[[ Exercise inputs open ]]

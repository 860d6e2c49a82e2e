//! Read-only IAM call wrappers used by the permissions report.
//!
//! Every wrapper issues a single unpaginated call; an account whose listings
//! exceed one page is out of scope for this tool.

use crate::aws::{AwsError, AwsResult};
use crate::types::{
    AttachedPolicyRef, GroupPolicyRecord, GroupRef, ManagedPolicyRecord, PolicyVersionDetail,
    UserPolicyRecord,
};
use aws_sdk_iam::Client as IamClient;

/// List the names of every IAM user in the account
pub(crate) async fn list_users(client: &IamClient) -> AwsResult<Vec<String>> {
    let response = client
        .list_users()
        .send()
        .await
        .map_err(|e| AwsError::IamError(format!("Failed to list users: {e}")))?;
    Ok(response.users.into_iter().map(|u| u.user_name).collect())
}

/// List managed policies attached directly to a user
pub(crate) async fn list_attached_user_policies(
    client: &IamClient,
    user_name: &str,
) -> AwsResult<Vec<AttachedPolicyRef>> {
    let response = client
        .list_attached_user_policies()
        .user_name(user_name)
        .send()
        .await
        .map_err(|e| {
            AwsError::IamError(format!(
                "Failed to list attached policies for user '{user_name}': {e}"
            ))
        })?;
    Ok(attached_policy_refs(response.attached_policies))
}

/// List inline policy names for a user
pub(crate) async fn list_user_policies(
    client: &IamClient,
    user_name: &str,
) -> AwsResult<Vec<String>> {
    let response = client
        .list_user_policies()
        .user_name(user_name)
        .send()
        .await
        .map_err(|e| {
            AwsError::IamError(format!(
                "Failed to list inline policies for user '{user_name}': {e}"
            ))
        })?;
    Ok(response.policy_names)
}

/// Fetch and parse a user's inline policy document
pub(crate) async fn get_user_policy(
    client: &IamClient,
    user_name: &str,
    policy_name: &str,
) -> AwsResult<UserPolicyRecord> {
    let response = client
        .get_user_policy()
        .user_name(user_name)
        .policy_name(policy_name)
        .send()
        .await
        .map_err(|e| AwsError::IamError(format!("Failed to get user policy: {e}")))?;

    Ok(UserPolicyRecord {
        user_name: response.user_name,
        policy_name: response.policy_name,
        policy_document: decode_policy_document(&response.policy_document)?,
    })
}

/// List the groups a user belongs to
pub(crate) async fn list_groups_for_user(
    client: &IamClient,
    user_name: &str,
) -> AwsResult<Vec<GroupRef>> {
    let response = client
        .list_groups_for_user()
        .user_name(user_name)
        .send()
        .await
        .map_err(|e| {
            AwsError::IamError(format!("Failed to list groups for user '{user_name}': {e}"))
        })?;
    Ok(response
        .groups
        .into_iter()
        .map(|g| GroupRef {
            name: g.group_name,
            arn: g.arn,
        })
        .collect())
}

/// List managed policies attached to a group
pub(crate) async fn list_attached_group_policies(
    client: &IamClient,
    group_name: &str,
) -> AwsResult<Vec<AttachedPolicyRef>> {
    let response = client
        .list_attached_group_policies()
        .group_name(group_name)
        .send()
        .await
        .map_err(|e| {
            AwsError::IamError(format!(
                "Failed to list attached policies for group '{group_name}': {e}"
            ))
        })?;
    Ok(attached_policy_refs(response.attached_policies))
}

/// List inline policy names for a group
pub(crate) async fn list_group_policies(
    client: &IamClient,
    group_name: &str,
) -> AwsResult<Vec<String>> {
    let response = client
        .list_group_policies()
        .group_name(group_name)
        .send()
        .await
        .map_err(|e| {
            AwsError::IamError(format!(
                "Failed to list inline policies for group '{group_name}': {e}"
            ))
        })?;
    Ok(response.policy_names)
}

/// Fetch and parse a group's inline policy document
pub(crate) async fn get_group_policy(
    client: &IamClient,
    group_name: &str,
    policy_name: &str,
) -> AwsResult<GroupPolicyRecord> {
    let response = client
        .get_group_policy()
        .group_name(group_name)
        .policy_name(policy_name)
        .send()
        .await
        .map_err(|e| AwsError::IamError(format!("Failed to get group policy: {e}")))?;

    Ok(GroupPolicyRecord {
        group_name: response.group_name,
        policy_name: response.policy_name,
        policy_document: decode_policy_document(&response.policy_document)?,
    })
}

/// Resolve the default version id of a managed policy
pub(crate) async fn get_default_policy_version(
    client: &IamClient,
    policy_arn: &str,
) -> AwsResult<String> {
    let response = client
        .get_policy()
        .policy_arn(policy_arn)
        .send()
        .await
        .map_err(|e| AwsError::IamError(format!("Failed to get policy '{policy_arn}': {e}")))?;

    response
        .policy
        .and_then(|p| p.default_version_id)
        .ok_or_else(|| {
            AwsError::PolicyError(format!("Policy '{policy_arn}' has no default version id"))
        })
}

/// Fetch a specific managed policy version and parse its document
pub(crate) async fn get_policy_version(
    client: &IamClient,
    policy_arn: &str,
    version_id: &str,
) -> AwsResult<ManagedPolicyRecord> {
    let response = client
        .get_policy_version()
        .policy_arn(policy_arn)
        .version_id(version_id)
        .send()
        .await
        .map_err(|e| {
            AwsError::IamError(format!(
                "Failed to get version '{version_id}' of policy '{policy_arn}': {e}"
            ))
        })?;

    let version = response.policy_version.ok_or_else(|| {
        AwsError::PolicyError(format!("Policy '{policy_arn}' returned no version payload"))
    })?;
    let raw_document = version.document.ok_or_else(|| {
        AwsError::PolicyError(format!("Policy '{policy_arn}' version has no document"))
    })?;

    Ok(ManagedPolicyRecord {
        policy_version: PolicyVersionDetail {
            document: decode_policy_document(&raw_document)?,
            version_id: version.version_id.unwrap_or_default(),
            is_default_version: version.is_default_version,
            create_date: version.create_date.and_then(|d| {
                chrono::DateTime::from_timestamp(d.secs(), d.subsec_nanos())
                    .map(|dt| dt.to_rfc3339())
            }),
        },
    })
}

fn attached_policy_refs(
    attached: Option<Vec<aws_sdk_iam::types::AttachedPolicy>>,
) -> Vec<AttachedPolicyRef> {
    attached
        .unwrap_or_default()
        .into_iter()
        .filter_map(|p| {
            Some(AttachedPolicyRef {
                name: p.policy_name?,
                arn: p.policy_arn?,
            })
        })
        .collect()
}

/// Decode a URL-encoded policy document (IAM returns URL-encoded JSON)
fn decode_policy_document(raw: &str) -> AwsResult<serde_json::Value> {
    let decoded = percent_encoding::percent_decode_str(raw)
        .decode_utf8()
        .map_err(|e| AwsError::PolicyError(format!("Failed to URL decode policy document: {e}")))?;

    serde_json::from_str(&decoded)
        .map_err(|e| AwsError::PolicyError(format!("Failed to parse policy document JSON: {e}")))
}
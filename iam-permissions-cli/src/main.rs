//! `iam-permissions`: report the IAM permission grants of one or all users.
//!
//! For each selected user the tool enumerates attached managed policies,
//! inline policies, and group memberships (with each group's policies), and
//! emits the fetched documents as JSON to the console or a per-user file.

use anyhow::Result;
use clap::{Args, Parser};
use iam_permissions_core::{IamPermissionsService, OutputMode, OutputSink};
use log::info;

#[derive(Parser)]
#[command(
    name = "iam-permissions",
    about = "List IAM permission grants (managed, inline, and group policies) as JSON",
    version
)]
struct Cli {
    #[command(flatten)]
    selection: UserSelection,

    /// 1 = statements-only file, 2 = full-record file, anything else prints to console
    #[arg(short = 'o', long = "outputmode", value_name = "MODE")]
    outputmode: String,
}

#[derive(Args)]
#[group(required = true, multiple = false)]
struct UserSelection {
    /// IAM user name (not ARN)
    #[arg(short = 'u', long = "username", value_name = "NAME")]
    username: Option<String>,

    /// Iterate all IAM users in the account
    #[arg(short = 'a', long = "allusers")]
    allusers: bool,
}

#[tokio::main]
async fn main() -> Result<()> {
    env_logger::Builder::from_env(env_logger::Env::default().default_filter_or("info")).init();

    let cli = Cli::parse();
    let mode = OutputMode::from_flag(&cli.outputmode);
    let today = chrono::Local::now().date_naive();

    let mut service = IamPermissionsService::new().await?;

    if cli.selection.allusers {
        // Strictly sequential: one user fully reported before the next begins.
        for user in service.all_users().await? {
            info!("looking at IAM user '{}'", user);
            let sink = OutputSink::for_user(mode, &user, today);
            service.report_user(&user, &sink).await?;
        }
    } else if let Some(user) = cli.selection.username.as_deref() {
        let sink = OutputSink::for_user(mode, user, today);
        service.report_user(user, &sink).await?;
    }

    Ok(())
}
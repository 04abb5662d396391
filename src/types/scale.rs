//! The scaled-field engine.
//!
//! Phemex transmits `Ep`/`Ev`/`Er` suffixed fields as scaled integers: the
//! wire value is the human value times `10^k`, where `k` is the instrument's
//! scale factor for the field's dimension. Models declare which of their
//! fields are scaled through a per-type table; [`descale`] converts wire
//! values to human values during validation, and [`to_wire`] converts them
//! back during serialization.
//!
//! The conversion is strict: a scaled field on an instance whose symbol the
//! catalog does not know is always an error, never a silent pass-through.

use serde::de::DeserializeOwned;
use serde::Serialize;
use serde_json::{Map, Value};

use crate::error::{Error, Result};
use crate::products::ProductCatalog;

use super::decimal::PhemexDecimal;

/// The scale dimension a field belongs to.
#[derive(Debug, Clone, Copy, PartialEq, Eq, Hash)]
pub enum ScaleDimension {
    /// Prices (`Ep` fields), keyed by `priceScale`
    Price,
    /// Notional values (`Ev` fields), keyed by `valueScale`
    Value,
    /// Rates and ratios (`Er` fields), keyed by `ratioScale`
    Ratio,
}

impl ScaleDimension {
    /// The catalog key this dimension reads its factor from.
    pub fn key(&self) -> &'static str {
        match self {
            ScaleDimension::Price => "priceScale",
            ScaleDimension::Value => "valueScale",
            ScaleDimension::Ratio => "ratioScale",
        }
    }
}

/// One scaled-field declaration in a model's table.
pub struct ScaledField<T> {
    /// Rust field name, for diagnostics
    pub field: &'static str,
    /// Wire alias the field serializes under
    pub alias: &'static str,
    pub dimension: ScaleDimension,
    pub get: fn(&T) -> Option<&PhemexDecimal>,
    pub get_mut: fn(&mut T) -> Option<&mut PhemexDecimal>,
}

/// Uniform access to required and optional decimal fields, so one table
/// shape covers both `PhemexDecimal` and `Option<PhemexDecimal>`.
pub trait ScaledValue {
    fn scaled(&self) -> Option<&PhemexDecimal>;
    fn scaled_mut(&mut self) -> Option<&mut PhemexDecimal>;
}

impl ScaledValue for PhemexDecimal {
    fn scaled(&self) -> Option<&PhemexDecimal> {
        Some(self)
    }

    fn scaled_mut(&mut self) -> Option<&mut PhemexDecimal> {
        Some(self)
    }
}

impl ScaledValue for Option<PhemexDecimal> {
    fn scaled(&self) -> Option<&PhemexDecimal> {
        self.as_ref()
    }

    fn scaled_mut(&mut self) -> Option<&mut PhemexDecimal> {
        self.as_mut()
    }
}

/// Declares a model's scaled fields and how to resolve its instrument.
///
/// The table is built once per type at declaration time; per-instance work
/// is a direct walk over a fixed, usually empty, list. Models without
/// scaled fields implement this with an empty body.
pub trait AutoScale: Sized + 'static {
    /// Declaration-time table of scaled fields.
    const SCALED_FIELDS: &'static [ScaledField<Self>] = &[];

    /// Instrument symbol governing scale lookups for this instance.
    fn symbol(&self) -> Option<&str> {
        None
    }

    /// Descale nested models that carry scaled fields of their own.
    fn descale_nested(&mut self, catalog: &ProductCatalog) -> Result<()> {
        let _ = catalog;
        Ok(())
    }

    /// Re-serialize nested models into the wire map.
    fn rescale_nested(&self, catalog: &ProductCatalog, out: &mut Map<String, Value>) -> Result<()> {
        let _ = (catalog, out);
        Ok(())
    }
}

fn resolve_scale<T: AutoScale>(
    symbol: Option<&str>,
    field: &ScaledField<T>,
    value: &PhemexDecimal,
    catalog: &ProductCatalog,
) -> Result<u32> {
    symbol
        .and_then(|s| catalog.scales(s))
        .map(|scales| scales.get(field.dimension))
        .ok_or_else(|| Error::ScaleResolution {
            field: field.field,
            value: value.to_canonical_string(),
            symbol: symbol.map(str::to_owned),
            dimension: field.dimension.key(),
            available: catalog.symbols().map(str::to_owned).collect(),
        })
}

/// Wire -> human: replace each annotated, present field with its descaled
/// value (`wire * 10^-k`, normalized).
///
/// This is the one mutation an instance ever sees, performed while it is
/// still the transient output of deserialization; after [`validate`]
/// returns, the model is never touched again.
pub fn descale<T: AutoScale>(model: &mut T, catalog: &ProductCatalog) -> Result<()> {
    if !T::SCALED_FIELDS.is_empty() {
        let symbol = model.symbol().map(str::to_owned);
        for field in T::SCALED_FIELDS {
            let Some(current) = (field.get)(model).copied() else {
                continue;
            };
            let scale = resolve_scale(symbol.as_deref(), field, &current, catalog)?;
            if let Some(slot) = (field.get_mut)(model) {
                *slot = current.mul_pow10(-(scale as i32)).normalize();
            }
        }
    }
    model.descale_nested(catalog)
}

/// Parse a wire JSON value into a fully descaled model.
pub fn validate<T>(value: Value, catalog: &ProductCatalog) -> Result<T>
where
    T: DeserializeOwned + AutoScale,
{
    let mut model: T = serde_json::from_value(value)?;
    descale(&mut model, catalog)?;
    Ok(model)
}

/// Human -> wire: serialize the model, then overwrite each annotated,
/// present field's aliased entry with the rescaled canonical string
/// (`human * 10^k`).
///
/// The model itself is never mutated, so dumping the same instance any
/// number of times yields identical output with no scale compounding.
pub fn to_wire<T>(model: &T, catalog: &ProductCatalog) -> Result<Map<String, Value>>
where
    T: Serialize + AutoScale,
{
    let value = serde_json::to_value(model)?;
    let Value::Object(mut out) = value else {
        return Err(Error::Validation(
            "model did not serialize to a JSON object".to_string(),
        ));
    };

    for field in T::SCALED_FIELDS {
        let Some(current) = (field.get)(model) else {
            continue;
        };
        let scale = resolve_scale(model.symbol(), field, current, catalog)?;
        if out.contains_key(field.alias) {
            let rescaled = current.mul_pow10(scale as i32).normalize();
            out.insert(
                field.alias.to_string(),
                Value::String(rescaled.to_canonical_string()),
            );
        }
    }

    model.rescale_nested(catalog, &mut out)?;
    Ok(out)
}
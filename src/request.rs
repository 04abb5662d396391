//! Request envelopes and response extraction helpers.

use serde_json::{Map, Value};

use crate::error::{Error, Result};

/// HTTP method for a [`Request`].
#[derive(Debug, Clone, Copy, PartialEq, Eq)]
pub enum Method {
    Get,
    Post,
    Put,
    Delete,
}

impl Method {
    /// Method name as sent on the wire and signed over.
    pub fn as_str(&self) -> &'static str {
        match self {
            Method::Get => "GET",
            Method::Post => "POST",
            Method::Put => "PUT",
            Method::Delete => "DELETE",
        }
    }
}

/// Builder for Phemex API requests.
///
/// Query parameters and bodies are JSON object maps; typed request models
/// produce them through [`crate::types::scale::to_wire`] so scaled fields
/// are already in wire form by the time they land here.
#[derive(Debug, Clone)]
pub struct Request {
    pub method: Method,
    pub path: String,
    params: Option<Map<String, Value>>,
    body: Option<Map<String, Value>>,
}

impl Request {
    fn new(method: Method, path: impl Into<String>) -> Self {
        Self {
            method,
            path: path.into(),
            params: None,
            body: None,
        }
    }

    pub fn get(path: impl Into<String>) -> Self {
        Self::new(Method::Get, path)
    }

    pub fn post(path: impl Into<String>) -> Self {
        Self::new(Method::Post, path)
    }

    pub fn put(path: impl Into<String>) -> Self {
        Self::new(Method::Put, path)
    }

    pub fn delete(path: impl Into<String>) -> Self {
        Self::new(Method::Delete, path)
    }

    /// Attach query parameters.
    pub fn params(mut self, params: Map<String, Value>) -> Self {
        self.params = Some(params);
        self
    }

    /// Attach a JSON body.
    pub fn body(mut self, body: Map<String, Value>) -> Self {
        self.body = Some(body);
        self
    }

    /// Build the deterministic query string, without the leading `?`.
    ///
    /// Keys come out in map order (sorted), booleans are lowercased, list
    /// values repeat the key once per element, and nulls are dropped.
    pub fn query_string(&self) -> String {
        let Some(params) = &self.params else {
            return String::new();
        };

        let mut parts = Vec::new();
        for (key, value) in params {
            match value {
                Value::Array(items) => {
                    for item in items {
                        if let Some(text) = query_value(item) {
                            parts.push(format!("{}={}", key, text));
                        }
                    }
                }
                other => {
                    if let Some(text) = query_value(other) {
                        parts.push(format!("{}={}", key, text));
                    }
                }
            }
        }
        parts.join("&")
    }

    /// Compact JSON encoding of the body, or the empty string when there is
    /// no body. Compactness matters: the body text is part of the signature.
    pub fn body_json(&self) -> String {
        match &self.body {
            Some(body) if !body.is_empty() => {
                serde_json::to_string(body).expect("JSON maps always serialize")
            }
            _ => String::new(),
        }
    }
}

fn query_value(value: &Value) -> Option<String> {
    match value {
        Value::Null => None,
        Value::String(s) => Some(s.clone()),
        Value::Bool(b) => Some(b.to_string()),
        Value::Number(n) => Some(n.to_string()),
        other => Some(other.to_string()),
    }
}

/// Walks nested response envelopes. Supports chaining:
///
/// ```ignore
/// let rows = Extractor::new(&resp).data().key("rows").extract();
/// ```
#[derive(Debug, Clone, Copy)]
pub struct Extractor<'a> {
    current: Option<&'a Value>,
}

impl<'a> Extractor<'a> {
    pub fn new(resp: &'a Value) -> Self {
        Self {
            current: Some(resp),
        }
    }

    /// Descend into a key of the current object.
    pub fn key(self, key: &str) -> Self {
        Self {
            current: self.current.and_then(|v| v.get(key)),
        }
    }

    /// Take the first element of the current array.
    pub fn first(self) -> Self {
        Self {
            current: self.current.and_then(|v| v.get(0)),
        }
    }

    /// Shortcut for the `data` key, the most common response envelope.
    pub fn data(self) -> Self {
        self.key("data")
    }

    /// Shortcut for the `result` key used by the market data envelopes.
    pub fn result(self) -> Self {
        self.key("result")
    }

    /// Finish the walk. `None` when any step was missing, and also when the
    /// value itself is JSON null (endpoints use null `data` for "nothing").
    pub fn extract(self) -> Option<&'a Value> {
        self.current.filter(|v| !v.is_null())
    }

    /// Finish the walk, failing with [`Error::MissingField`] when absent.
    pub fn require(self, what: &str) -> Result<&'a Value> {
        self.extract()
            .ok_or_else(|| Error::MissingField(what.to_string()))
    }
}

[[ Exercise inputs closed ]]

* Task brief: Check every line of the data, and copy the ones that contain "struct".

* Exercise answer:
struct Cli {
struct UserSelection {
pub struct ScaledField<T> {
pub struct Request {
pub struct Extractor<'a> {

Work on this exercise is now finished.